The second repealed provision, which came as a pleasant surprise, is the “free choice voucher” program. The repeal was finalized on April 15, 2011 as part of the Fiscal Year 2011 Spending Plan. The voucher provision would have required employers to offer “free choice vouchers” to employees who chose not to enroll in the employer’s health plan, and would be used to purchase health coverage through one of the state “Exchanges” created by the PPACA.
Employer groups argued that vouchers would contribute to “adverse selection” to their group health plans. They explained that vouchers could encourage healthy employees to waive coverage under the group plan in favor of purchasing cheaper coverage through an Exchange. The remaining employees in the group plan would be less healthy or be in a classification, such as age, that would cause the premium cost of the group plan to increase. Additional concerns were voiced by employers over the increased burden and cost to administer the free choice vouchers. The vouchers were to be given only to employees with household income below 400% of the federal poverty level and whose required contribution for the group coverage would have been between 8% and 9.8% of their total household income.
Tuesday, October 18, 2011
HHS Will Not Implement Current Version of the CLASS Act.
Late last week a memorandum was released detailing the reasons why the White House will not currently implement the Class Act. The Class Act was the long-term care services (or LTC) portion of the Affordable Care Act. A voluntary, national LTC insurance program was to be established and was required to be funded entirely through enrollee premiums without taxpayer subsidies. The Affordable Care Act also set forth various enrollment and benefit rules which would have fostered adverse selection. The memorandum states that the program would be financially unstable and require taxpayer funding to keep viable if it was implemented under the current version. Due to the lack of long-term viability of the CLASS Act, HHS decided not to implement the program.

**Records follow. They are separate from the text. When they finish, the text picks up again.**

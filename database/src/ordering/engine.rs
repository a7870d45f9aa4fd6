use super::{
    validate_chain, Entity, ListItemRecord, ListStore, ListTransaction, OrderingError,
    OrderingResult, Placement, RowId,
};
use crate::ListItem;
use std::time::Instant;
use uuid::Uuid;

/// One page of a list, ordered by position.
#[derive(Debug, Clone, PartialEq, Eq)]
pub struct ListPage {
    pub records: Vec<ListItemRecord>,
    pub total: i64,
}

/// Position based operations on ordered lists, each run as one transaction of `S`.
#[derive(Debug, Clone)]
pub struct OrderedList<S> {
    store: S,
}

impl<S> OrderedList<S>
where
    S: ListStore,
{
    pub fn new(store: S) -> Self {
        Self { store }
    }

    pub fn store(&self) -> &S {
        &self.store
    }

    /// Places `item` into `list` so that it ends up at `position`, shifting later items back.
    pub async fn insert(
        &self,
        list: Uuid,
        item: Uuid,
        position: i32,
    ) -> OrderingResult<ListItemRecord> {
        let timer = Instant::now();
        let mut tx = self.store.begin().await?;

        let list_id = tx
            .find_list(list)
            .await?
            .ok_or(OrderingError::NotFound(Entity::List))?;
        if !tx.lock_list(list_id).await? {
            return Err(OrderingError::NotFound(Entity::List));
        }
        let item_id = tx
            .find_item(item)
            .await?
            .ok_or(OrderingError::NotFound(Entity::Item))?;

        let len = tx.count(list_id).await?;
        check_position(position, 0..=len, len)?;

        let (prev, next) = neighbours_before_gap(&mut tx, list_id, position).await?;
        tx.shift(list_id, position..=i32::MAX, 1).await?;
        let list_item_id = tx
            .insert(item_id, Placement::new(list_id, position, prev, next))
            .await?;
        link(&mut tx, prev, list_item_id, next).await?;

        let record = tx.record(list_item_id).await?;
        debug_check(&mut tx, list_id).await?;
        tx.commit().await?;

        info!(
            "inserted item '{}' into list '{}' at position '{}' in {:?}",
            item,
            list,
            position,
            timer.elapsed()
        );
        Ok(record)
    }

    /// Takes a list item out of its list and closes the gap it leaves.
    pub async fn remove(&self, list_item: Uuid) -> OrderingResult<()> {
        let timer = Instant::now();
        let mut tx = self.store.begin().await?;

        let row = locked_list_item(&mut tx, list_item).await?;
        unlink(&mut tx, &row).await?;
        if !tx.delete(row.list_item_id).await? {
            return Err(OrderingError::NotFound(Entity::ListItem));
        }
        tx.shift(row.list_id, (row.position + 1)..=i32::MAX, -1)
            .await?;

        debug_check(&mut tx, row.list_id).await?;
        tx.commit().await?;

        info!(
            "removed list item '{}' from position '{}' in {:?}",
            list_item,
            row.position,
            timer.elapsed()
        );
        Ok(())
    }

    /// Moves a list item to `position` within its own list.
    pub async fn move_within_list(
        &self,
        list_item: Uuid,
        position: i32,
    ) -> OrderingResult<ListItemRecord> {
        let timer = Instant::now();
        let mut tx = self.store.begin().await?;

        let row = locked_list_item(&mut tx, list_item).await?;
        let record = reorder(&mut tx, &row, position).await?;
        tx.commit().await?;

        info!(
            "moved list item '{}' from position '{}' to '{}' in {:?}",
            list_item,
            row.position,
            position,
            timer.elapsed()
        );
        Ok(record)
    }

    /// Moves a list item into `list` at `position`, keeping its identity.
    ///
    /// Moving into the list the item is already in is the same as [`move_within_list`](Self::move_within_list).
    pub async fn move_to_list(
        &self,
        list_item: Uuid,
        list: Uuid,
        position: i32,
    ) -> OrderingResult<ListItemRecord> {
        let timer = Instant::now();
        let mut tx = self.store.begin().await?;

        let unlocked = tx
            .find_list_item(list_item)
            .await?
            .ok_or(OrderingError::NotFound(Entity::ListItem))?;
        let target_id = tx
            .find_list(list)
            .await?
            .ok_or(OrderingError::NotFound(Entity::List))?;

        // both lists, always in the same order
        let source_id = unlocked.list_id;
        for list_id in lock_order(source_id, target_id) {
            if !tx.lock_list(list_id).await? {
                let entity = if list_id == target_id {
                    Entity::List
                } else {
                    Entity::ListItem
                };
                return Err(OrderingError::NotFound(entity));
            }
        }
        let row = tx
            .find_list_item(list_item)
            .await?
            .ok_or(OrderingError::NotFound(Entity::ListItem))?;
        if row.list_id != source_id {
            warn!(
                "list item '{}' changed list while waiting for locks",
                list_item
            );
            return Err(OrderingError::ConflictRetryable);
        }

        let record = if source_id == target_id {
            reorder(&mut tx, &row, position).await?
        } else {
            transfer(&mut tx, &row, target_id, position).await?
        };
        tx.commit().await?;

        info!(
            "moved list item '{}' to list '{}' at position '{}' in {:?}",
            list_item,
            list,
            position,
            timer.elapsed()
        );
        Ok(record)
    }

    /// Reads `limit` list items starting at `offset`, ordered by position.
    pub async fn list_items(&self, list: Uuid, offset: i64, limit: i64) -> OrderingResult<ListPage> {
        let mut tx = self.store.begin().await?;

        let list_id = tx
            .find_list(list)
            .await?
            .ok_or(OrderingError::NotFound(Entity::List))?;
        let total = i64::from(tx.count(list_id).await?);
        let records = tx.records(list_id, offset, limit).await?;
        tx.commit().await?;

        Ok(ListPage { records, total })
    }
}
use crate::{
    auth::{TokenHandler, UserClaims},
    controller::{
        ItemController, ListController, ListItemController, StatusController, UserController,
    },
    Opts,
};
use database::{ordering::OrderingError, Database, DatabaseError, PgPool};
use model::*;
use std::{
    error::Error,
    fmt::{Debug, Display},
    str::FromStr,
};

pub type AppResult<T> = Result<T, AppError>;

pub struct App {
    list_controller: ListController,
    item_controller: ItemController,
    list_item_controller: ListItemController<Database<database::ListItem>>,
    status_controller: StatusController,
    user_controller: UserController,
}

impl App {
    pub fn new(pool: PgPool, opts: &Opts, tokens: TokenHandler) -> Self {
        Self {
            list_controller: ListController::new(Database::new(pool.clone())),
            item_controller: ItemController::new(Database::new(pool.clone())),
            list_item_controller: ListItemController::new(
                Database::new(pool.clone()),
                opts.conflict_retries,
            ),
            status_controller: StatusController::new(Database::new(pool.clone())),
            user_controller: UserController::new(
                Database::new(pool.clone()),
                Database::new(pool),
                tokens,
            ),
        }
    }

    /// Handle a single JSON RPC request
    pub async fn handle_single(
        &self,
        request: JsonRpcRequest,
        claims: &Option<UserClaims>,
    ) -> JsonRpcResponse {
        let timer = std::time::Instant::now();
        let id = request.id.clone();
        let method = request.method.to_owned();
        info!(
            "handling request with id {:?} with method: '{}'",
            id, request.method
        );

        let result = match Method::from_str(&method) {
            Err(_) => Err(AppError::from(JsonRpcError::method_not_found())),
            Ok(method) => {
                trace!("request: {:?}", request);
                match (method.is_anonymous(), claims) {
                    (false, None) => Err(AppError::not_permitted()),
                    (_, claims) => self.dispatch(method, request, claims, id.clone()).await,
                }
            }
        };

        info!(
            "handled request with id {:?} and method: '{}' in {:?}",
            id,
            method,
            timer.elapsed()
        );

        match result {
            Ok(response) => response,
            Err(err) => {
                if err.context.is_some() {
                    error!("error with context: {:?}", err);
                }
                JsonRpcResponse::error(err.rpc_error, id)
            }
        }
    }

    async fn dispatch(
        &self,
        method: Method,
        request: JsonRpcRequest,
        claims: &Option<UserClaims>,
        id: Option<String>,
    ) -> AppResult<JsonRpcResponse> {
        match (method, claims) {
            (Method::RegisterUser, _) => self
                .user_controller
                .register_user(request)
                .await
                .map(|result| JsonRpcResponse::success(result, id)),
            (Method::GetToken, _) => self
                .user_controller
                .get_token(request)
                .await
                .map(|result| JsonRpcResponse::success(result, id)),
            (Method::RefreshToken, _) => self
                .user_controller
                .refresh_token(request)
                .await
                .map(|result| JsonRpcResponse::success(result, id)),
            (Method::Logout, Some(claims)) => self
                .user_controller
                .logout(request, claims)
                .await
                .map(|result| JsonRpcResponse::success(result, id)),
            (Method::GetUser, Some(claims)) => self
                .user_controller
                .get_user(request, claims)
                .await
                .map(|result| JsonRpcResponse::success(result, id)),
            (Method::GetLists, Some(claims)) => self
                .list_controller
                .get_lists(request, claims)
                .await
                .map(|result| JsonRpcResponse::success(result, id)),
            (Method::DeleteList, Some(claims)) => self
                .list_controller
                .delete_list(request, claims)
                .await
                .map(|result| JsonRpcResponse::success(result, id)),
            (Method::AddList, Some(claims)) => self
                .list_controller
                .add_list(request, claims)
                .await
                .map(|result| JsonRpcResponse::success(result, id)),
            (Method::AddItem, Some(_)) => self
                .item_controller
                .add_item(request)
                .await
                .map(|result| JsonRpcResponse::success(result, id)),
            (Method::AddStatus, Some(claims)) => self
                .status_controller
                .add_status(request, claims)
                .await
                .map(|result| JsonRpcResponse::success(result, id)),
            (Method::AddListItem, Some(_)) => self
                .list_item_controller
                .add_list_item(request)
                .await
                .map(|result| JsonRpcResponse::success(result, id)),
            (Method::RemoveListItem, Some(_)) => self
                .list_item_controller
                .remove_list_item(request)
                .await
                .map(|result| JsonRpcResponse::success(result, id)),
            (Method::MoveListItem, Some(_)) => self
                .list_item_controller
                .move_list_item(request)
                .await
                .map(|result| JsonRpcResponse::success(result, id)),
            (Method::MoveListItemToList, Some(_)) => self
                .list_item_controller
                .move_list_item_to_list(request)
                .await
                .map(|result| JsonRpcResponse::success(result, id)),
            (Method::GetListItems, Some(_)) => self
                .list_item_controller
                .get_list_items(request)
                .await
                .map(|result| JsonRpcResponse::success(result, id)),
            (Method::SetListItemStatus, Some(claims)) => self
                .status_controller
                .set_list_item_status(request, claims)
                .await
                .map(|result| JsonRpcResponse::success(result, id)),
            (_, None) => Err(AppError::not_permitted()),
        }
    }
}

#[derive(Debug)]
pub struct AppError {
    pub rpc_error: JsonRpcError,
    pub context: Option<String>,
}

impl AppError {
    pub fn with_context<T>(mut self, value: &T) -> Self
    where
        T: Debug,
    {
        self.context = Some(format!("{:?}", value));
        self
    }

    pub fn with_message(mut self, message: &str) -> Self {
        self.rpc_error.message = message.to_owned();
        self
    }

    pub fn invalid_request() -> Self {
        Self::from(JsonRpcError::invalid_request())
    }

    pub fn invalid_params() -> Self {
        Self::from(JsonRpcError::invalid_params())
    }

    pub fn internal_error() -> Self {
        Self::from(JsonRpcError::internal_error())
    }

    pub fn database_error() -> Self {
        Self::from(JsonRpcError::database_error())
    }

    pub fn not_found() -> Self {
        Self::from(JsonRpcError::not_found())
    }

    pub fn not_permitted() -> Self {
        Self::from(JsonRpcError::not_permitted())
    }
}

impl Display for AppError {
    fn fmt(&self, f: &mut std::fmt::Formatter<'_>) -> std::fmt::Result {
        write!(f, "{}", self.rpc_error.message)
    }
}

impl Error for AppError {}

impl From<JsonRpcError> for AppError {
    fn from(rpc_error: JsonRpcError) -> Self {
        Self {
            rpc_error,
            context: None,
        }
    }
}

impl From<DatabaseError> for AppError {
    fn from(db_error: DatabaseError) -> Self {
        AppError::database_error().with_context(&db_error)
    }
}

impl From<OrderingError> for AppError {
    fn from(ordering_error: OrderingError) -> Self {
        match &ordering_error {
            OrderingError::NotFound(_) => {
                AppError::not_found().with_message(&ordering_error.to_string())
            }
            OrderingError::InvalidPosition { .. } => {
                AppError::invalid_params().with_message(&ordering_error.to_string())
            }
            OrderingError::ConflictRetryable => AppError::from(JsonRpcError::conflict()),
            OrderingError::StoreUnavailable(context) => {
                AppError::database_error().with_context(context)
            }
        }
    }
}

impl From<hyper::http::Error> for AppError {
    fn from(e: hyper::http::Error) -> Self {
        AppError::internal_error().with_context(&e)
    }
}

impl From<serde_json::Error> for AppError {
    fn from(e: serde_json::Error) -> Self {
        AppError::internal_error().with_context(&e)
    }
}

pub trait ParamsError: Error {}

impl<T> From<T> for AppError
where
    T: ParamsError,
{
    fn from(err: T) -> Self {
        AppError::invalid_params()
            .with_message(&err.to_string())
            .with_context(&err)
    }
}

The full memorandum can be read here.
Monday, November 21, 2011
Small Business Health Care Tax Credit Claims Significantly Low
The IRS recently announced that a little more than 228,000 taxpayers had claimed the Small Business Health Care Tax Credit for tax year 2010. As of Mid-May, these taxpayers received a total amount of more than $278 million. This amount is significantly lower than the estimated Credit for tax year 2010 of $2 billion. Why is the difference between the estimate and actual so large?
The Treasury Inspector General for Tax Administration (TIGTA) audited the plan to determine if the IRS “adequately implemented and accurately processed the Credit”. TIGTA found that the Credit was “mostly successful, but some improvements are needed”. TIGTA reports that the IRS did timely complete the actions related to the Credit and put more of the responsibility on the taxpayers making mistakes on the form used to request the Credit (Form 8941). I do not agree with their assessment of the discrepancy.
I believe the problem is that the Credit was over-estimated due to the Full-Time Employee and the Average Annual Wage restrictions. Most small employers that provide health insurance provide them to full time employees, and most of those full time employees, at least here in Colorado, make more than $25,000 per year. What we found with our clients was that only about a third of them could claim some part of the Credit, and of them only one could claim the full Credit. The third that could take a portion of the Credit had to decide if the Credit was more than what they would have to pay their tax accountant to claim it. If the IRS and TIGTA want to know what they can do to get more small business to claim the Credit, then they need to look at and change the Full-Time Employee and Average Annual Wage restrictions.